How roomy (or not) are seats on different airlines? I have been on quite a travel spree for the last few months, mostly attending conferences but also taking a short vacation. I've thus been on a lot of airplanes, with a number of different carriers, and many different planes.
I thus thought it might be interesting to find which companies have the roomiest (and narrowest) seats.
I was happy to find that SeatGuru, which often has useful information about which seats are better and worse on a given flight, has a set of Web pages answering these exact questions (https://www.seatguru.com/charts/generalcharts.php).
This week, we'll read through that data, and attempt to find out if there's a big difference between carriers, seats, and other amenities.
Data and five questions
This week's data, as I mentioned, comes from SeatGuru, from https://www.seatguru.com/charts/generalcharts.php . But that page doesn't have the data itself; that is spread across six different pages. Each page has information about a different duration flight (short haul or long haul, where six hours is the cap for short-haul flights) and the various classes they offer.
Learning goals for this week include: Scraping data from Web pages, regular expressions, working with multiple files, pivot tables, and grouping.
Paid subscribers won't have access to the data itself this week, since scraping and downloading it is part of the task. But you will be able to download my Marimo notebook, and use a one-click link to try it in Marimo's Molab collaboration service.

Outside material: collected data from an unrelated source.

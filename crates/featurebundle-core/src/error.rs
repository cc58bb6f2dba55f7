use thiserror::Error;

/// Core error types for featurebundle domain operations
#[derive(Debug, Error)]
pub enum CoreError {
    #[error("JSON serialization error: {0}")]
    JsonError(#[from] serde_json::Error),

    #[error("Invalid object reference: {0}")]
    InvalidReference(String),

    #[error("Unknown feature: {0}")]
    UnknownFeature(String),
}

impl CoreError {
    /// Create a new InvalidReference error
    pub fn invalid_reference(reference: impl Into<String>) -> Self {
        Self::InvalidReference(reference.into())
    }

    /// Create a new UnknownFeature error
    pub fn unknown_feature(feature: impl Into<String>) -> Self {
        Self::UnknownFeature(feature.into())
    }
}

#[cfg(test)]
mod tests {
    use super::*;

    #[test]
    fn test_error_display() {
        let err = CoreError::invalid_reference("ConfigMap-");
        assert_eq!(err.to_string(), "Invalid object reference: ConfigMap-");

        let err = CoreError::unknown_feature("Gateway");
        assert_eq!(err.to_string(), "Unknown feature: Gateway");
    }

    #[test]
    fn test_json_error_converts() {
        let json_err = serde_json::from_str::<serde_json::Value>("{").unwrap_err();
        let err = CoreError::from(json_err);
        assert!(err.to_string().starts_with("JSON serialization error:"));
    }
}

Here are this week's five tasks and questions:
Download seat data from the six Web pages linked to from the "general charts" page. Combine them into a single data frame, adding a flight_type
column indicating the page it was taken from. Convert seat width and pitch into floats: if the value is a range, take the maximum; if it includes text (like ‘approx.’ or ‘standard’), strip the text.
For starters, I loaded up Pandas:
import pandas as pd
Next, I saw that while the main page is at https://www.seatguru.com/charts/generalcharts.php, that page has six links, each leading to a page with seat information. The information on each page is in an HTML table, which Pandas can often extract using read_html
. I experimented on one of those pages, and found that read_html
did the job just fine, returning a one-element list of data frames from each page.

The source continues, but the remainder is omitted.